(Photo: Neil Patterson)
For the second time this year, the Wandle Piscators have been greatly saddened by the passing of another Patron of the Club: this time the eminent writer, entomologist and angling pioneer John Goddard, who died on Boxing Day at the grand old age of 89.
John was born in Brixton in 1924, and started his angling career on the banks of the Wandle in Hackbridge just 5 years later. According to his close friend and fishing partner Peter Lapsley…
It was on the Wandle, catching sticklebacks and minnows, that he first became engrossed in the secrets of the watery world. He soon acquired his first rod and began laying siege to the roach and dace of London’s rivers. Throughout the whole of the rest of his life, he retained a boyish fascination with fish, fishing and everything that went with them. A life spent mainly in the tackle business provided him with opportunities to fish almost everywhere for almost everything.

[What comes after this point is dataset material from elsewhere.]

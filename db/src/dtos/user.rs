pub struct UserCreateRequest {
    pub name: String,
    pub email: String,
}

After training for service as a paratrooper during the Second World War, John joined his family’s business, F Goddard & Co Ltd – where he soon diversified the product range from garden furniture into fishing tackle under the successful Efgeeco brand.
John became vice-chairman of the Tackle Trades Association, and was appointed as the first chairman of the Angling Foundation in the early 1970s. As a big game angler, he represented England in the EFSA Big Game International Championships, captained the England ‘A’ Team for several years, and helped to pioneer the idea of targeting blue-water species like bonefish, permit, barracuda and sailfish on the fly.
Back in the UK, John was fascinated by entomology, photographing natural flies so that he could tie artificials with complete accuracy, and he soon became a prolific and imaginative fly designer. Over the course of several decades he developed around 30 original patterns including the internationally famous (and famously unsinkable) G&H Sedge, also known as the Goddard Caddis.
He was elected a Fellow of the Royal Entomological Society, and helped to inspire the foundation of the Anglers’ Riverfly Monitoring Initiative by the Natural History Museum and its partners. In 2003, Wandle Piscators Committee Member Adrian Grose-Hodge attended the first southern Riverfly Identification, Survey and Monitoring Workshop, on the Test at Leckford, and recalls how he met John for the first time, and was struck by his encyclopaedic knowledge and modesty:
To brush up a bit before the course I had reviewed a few books and had taken John Goddard’s ‘Waterside Guide’ with me to swot up on, so as to not come across as completely ignorant!
Upon arrival I noticed that most people seemed to know each other, and that there were some well known fisher-folk among us… Before I knew what was happening it was practice time and we were being paired off. An elderly bearded gentleman sidled up to me and asked if I wanted to partner up with him. We spent the morning discussing entomology, or should I say he did and I listened, but one thing that I noticed early on was that everybody else was quite reverent towards him, and that questions which no one else could answer were passed on to him.
It was only when I heard another attendee whisper his name that it all clicked… here I was partnered up with the man whose books I had been looking through! I spent the rest of the day accessing his encyclopaedic knowledge of entomology, collecting samples and catching hatched specimens of upwings with him. Apart from being a gifted teacher and facilitator, he had a lot of patience, which is probably a characteristic that helped him in his studies and writing.
At the end of the day he signed my copy of his book, and I can honestly say that this meeting, had a profound and personal effect in me. I have now been monitoring riverflies on the Wandle for nearly 10 years, and I’m glad to say that my knowledge of aquatic entomology and how to represent different bugs using fur and feather have improved!
John’s skills as a communicator and teacher translated perfectly to television (as below), and his collaboration with co-author Brian Clarke continued right to the end in the form of a joint autobiography which is yet to be published.
He also fished almost every week with Peter Lapsley on the Fulling Mill beat of the upper Itchen: as Peter says, “John’s death will leave a huge hole in all our lives.”
John is survived by his wife Eileen and daughter Susan: we extend our condolences to both.
Update: John’s funeral took place at 1.15pm on Thursday 17 January 2013 at Randalls Park Crematorium in Leatherhead.
Further appreciations of his life have now appeared in the Telegraph, as well as on Gary Borger’s blog and Forelle und Aesche.